SUPPLIED MATERIAL:
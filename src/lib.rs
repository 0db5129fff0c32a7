//! Outlet Forge
//!
//! コンセント写真の分類から交換用モデルの保存までを行うCLIのライブラリ部分。

pub mod api;
pub mod classifier;
pub mod cli;
pub mod config;
pub mod download;
pub mod error;
pub mod generator;
pub mod ingest;
pub mod prompt;
pub mod report;
pub mod workflow;

pub use classifier::{Classifier, HttpClassifier, OfflineClassifier};
pub use download::DownloadDispatcher;
pub use error::{OutletForgeError, Result};
pub use generator::{Generator, HttpGenerator, OfflineGenerator};
pub use workflow::Workflow;
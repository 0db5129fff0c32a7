//! 生成物の保存
//!
//! 保存先フォルダ内の一時ファイルに書き込んでから最終名に確定する。
//! 一時ファイルは成功・失敗どちらでも必ず解放される。

use crate::error::{OutletForgeError, Result};
use outlet_forge_common::DownloadArtifact;
use std::io::{ErrorKind, Write};
use std::path::{Path, PathBuf};
use tempfile::NamedTempFile;

/// 同名ファイルがある場合に試す連番の上限
const MAX_NAME_ATTEMPTS: u32 = 1000;

/// ダウンロード処理
#[derive(Debug, Clone)]
pub struct DownloadDispatcher {
    dir: PathBuf,
}

impl DownloadDispatcher {
    pub fn new(dir: impl Into<PathBuf>) -> Self {
        Self { dir: dir.into() }
    }

    pub fn dir(&self) -> &Path {
        &self.dir
    }

    /// 生成物をファイルとして保存し、保存先のパスを返す
    ///
    /// 同じ生成物で何度呼んでもよい。既存ファイルは上書きせず `name (1).stl` のように別名で保存する。
    pub fn deliver(&self, artifact: &DownloadArtifact) -> Result<PathBuf> {
        if !self.dir.is_dir() {
            return Err(OutletForgeError::FolderNotFound(self.dir.display().to_string()));
        }

        let mut staging = tempfile::Builder::new()
            .prefix(".outlet-forge-")
            .suffix(".part")
            .tempfile_in(&self.dir)?;
        staging.write_all(&artifact.content)?;
        staging.as_file().sync_all()?;

        self.persist(staging, &artifact.filename)
    }

    fn persist(&self, mut staging: NamedTempFile, filename: &str) -> Result<PathBuf> {
        for attempt in 0..MAX_NAME_ATTEMPTS {
            let target = self.dir.join(numbered_name(filename, attempt));
            match staging.persist_noclobber(&target) {
                Ok(_) => {
                    tracing::debug!(path = %target.display(), "artifact saved");
                    return Ok(target);
                }
                Err(e) if e.error.kind() == ErrorKind::AlreadyExists => staging = e.file,
                Err(e) => return Err(e.error.into()),
            }
        }

        Err(std::io::Error::new(
            ErrorKind::AlreadyExists,
            format!("{} の保存先名を決められません", filename),
        )
        .into())
    }
}

/// `outlet.stl` → `outlet (2).stl`
fn numbered_name(filename: &str, n: u32) -> String {
    if n == 0 {
        return filename.to_string();
    }
    match filename.rsplit_once('.') {
        Some((stem, ext)) if !stem.is_empty() => format!("{} ({}).{}", stem, n, ext),
        _ => format!("{} ({})", filename, n),
    }
}
//! 分類クライアント
//!
//! 画像を分類エンドポイントへ送り、失敗時は一定時間待ってから代替結果を返す。
//! 通信エラーは呼び出し元に返さない。結果の `source` で区別できる。

use crate::api::{Endpoint, CLASSIFY_PATH};
use crate::error::Result;
use async_trait::async_trait;
use outlet_forge_common::{fallback, parse_classify_response, ClassificationResult, UploadCandidate};
use reqwest::multipart::{Form, Part};
use std::time::Duration;

/// 分類器
///
/// 必ず結果を返す。1セッションにつき同時に1件だけ呼ばれる。
#[async_trait]
pub trait Classifier: Send + Sync {
    async fn classify(&self, candidate: &UploadCandidate) -> ClassificationResult;
}

#[async_trait]
impl<T: Classifier + ?Sized> Classifier for Box<T> {
    async fn classify(&self, candidate: &UploadCandidate) -> ClassificationResult {
        (**self).classify(candidate).await
    }
}

/// HTTP分類クライアント
pub struct HttpClassifier {
    endpoint: Endpoint,
    client: reqwest::Client,
    fallback_delay: Duration,
}

impl HttpClassifier {
    pub fn new(endpoint: Endpoint, fallback_delay: Duration) -> Result<Self> {
        let client = endpoint.client()?;
        Ok(Self {
            endpoint,
            client,
            fallback_delay,
        })
    }

    async fn request(&self, candidate: &UploadCandidate) -> Result<ClassificationResult> {
        let part = Part::bytes(candidate.bytes().to_vec())
            .file_name(candidate.file_name().to_string())
            .mime_str(candidate.mime().as_mime())?;
        let form = Form::new().part("image", part);

        let response = self
            .client
            .post(self.endpoint.url(CLASSIFY_PATH))
            .multipart(form)
            .send()
            .await?
            .error_for_status()?;

        let body = response.text().await?;
        Ok(parse_classify_response(&body)?)
    }
}

#[async_trait]
impl Classifier for HttpClassifier {
    async fn classify(&self, candidate: &UploadCandidate) -> ClassificationResult {
        match self.request(candidate).await {
            Ok(result) => {
                tracing::info!(
                    outlet_type = %result.outlet_type,
                    confidence = result.confidence.value(),
                    "classification received"
                );
                result
            }
            Err(e) => {
                tracing::warn!("classification failed, using fallback: {}", e);
                tokio::time::sleep(self.fallback_delay).await;
                fallback::classification()
            }
        }
    }
}

/// 常に代替結果を返す分類器（オフライン用）
pub struct OfflineClassifier {
    delay: Duration,
}

impl OfflineClassifier {
    pub fn new(delay: Duration) -> Self {
        Self { delay }
    }
}

#[async_trait]
impl Classifier for OfflineClassifier {
    async fn classify(&self, _candidate: &UploadCandidate) -> ClassificationResult {
        tokio::time::sleep(self.delay).await;
        fallback::classification()
    }
}
//! 対話式カスタマイズ入力

use crate::error::{OutletForgeError, Result};
use dialoguer::{Confirm, Input, Select};
use outlet_forge_common::customize::{DEPTH_RANGE_MM, WALL_THICKNESS_RANGE_MM};
use outlet_forge_common::{Arrangement, Color, Selections};
use std::ops::RangeInclusive;

/// 対話でカスタマイズ内容を選ぶ（初期値は `defaults`）
pub fn ask_selections(defaults: &Selections) -> Result<Selections> {
    let color_items: Vec<String> = Color::ALL
        .iter()
        .map(|c| format!("{} ({})", c, c.hex()))
        .collect();
    let color_default = Color::ALL
        .iter()
        .position(|c| c.as_str() == defaults.color)
        .unwrap_or(0);
    let color = Select::new()
        .with_prompt("色")
        .items(&color_items)
        .default(color_default)
        .interact()
        .map_err(dialog_error)?;

    let arrangement_items: Vec<String> = Arrangement::ALL
        .iter()
        .map(|a| format!("{} - {}", a.label(), a.description()))
        .collect();
    let arrangement_default = Arrangement::ALL
        .iter()
        .position(|a| a.as_str() == defaults.arrangement)
        .unwrap_or(0);
    let arrangement = Select::new()
        .with_prompt("口数")
        .items(&arrangement_items)
        .default(arrangement_default)
        .interact()
        .map_err(dialog_error)?;

    let wall_thickness = ask_mm("壁厚 (mm)", defaults.wall_thickness, WALL_THICKNESS_RANGE_MM)?;
    let depth = ask_mm("奥行き (mm)", defaults.depth, DEPTH_RANGE_MM)?;

    let notes: String = Input::new()
        .with_prompt("メモ（任意）")
        .default(defaults.notes.clone())
        .allow_empty(true)
        .interact_text()
        .map_err(dialog_error)?;

    Ok(Selections {
        color: Color::ALL[color].as_str().to_string(),
        arrangement: Arrangement::ALL[arrangement].as_str().to_string(),
        wall_thickness,
        depth,
        notes,
    })
}

fn ask_mm(prompt: &str, default: f64, range: RangeInclusive<f64>) -> Result<f64> {
    let label = format!("{} [{}-{}]", prompt, range.start(), range.end());
    Input::<f64>::new()
        .with_prompt(label)
        .default(default)
        .validate_with(|v: &f64| -> std::result::Result<(), String> {
            if range.contains(v) {
                Ok(())
            } else {
                Err(format!("{} から {} の範囲で入力してください", range.start(), range.end()))
            }
        })
        .interact_text()
        .map_err(dialog_error)
}

/// 表示した内容で生成に進むか
pub fn confirm_generate() -> Result<bool> {
    Confirm::new()
        .with_prompt("この内容で生成しますか？")
        .default(true)
        .interact()
        .map_err(dialog_error)
}

fn dialog_error(e: dialoguer::Error) -> OutletForgeError {
    OutletForgeError::Dialog(e.to_string())
}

THE PROBLEM: Using the records above, report each line with the string "DownloadArtifact".

RESPONSE AREA:
use outlet_forge_common::DownloadArtifact;
    pub fn deliver(&self, artifact: &DownloadArtifact) -> Result<PathBuf> {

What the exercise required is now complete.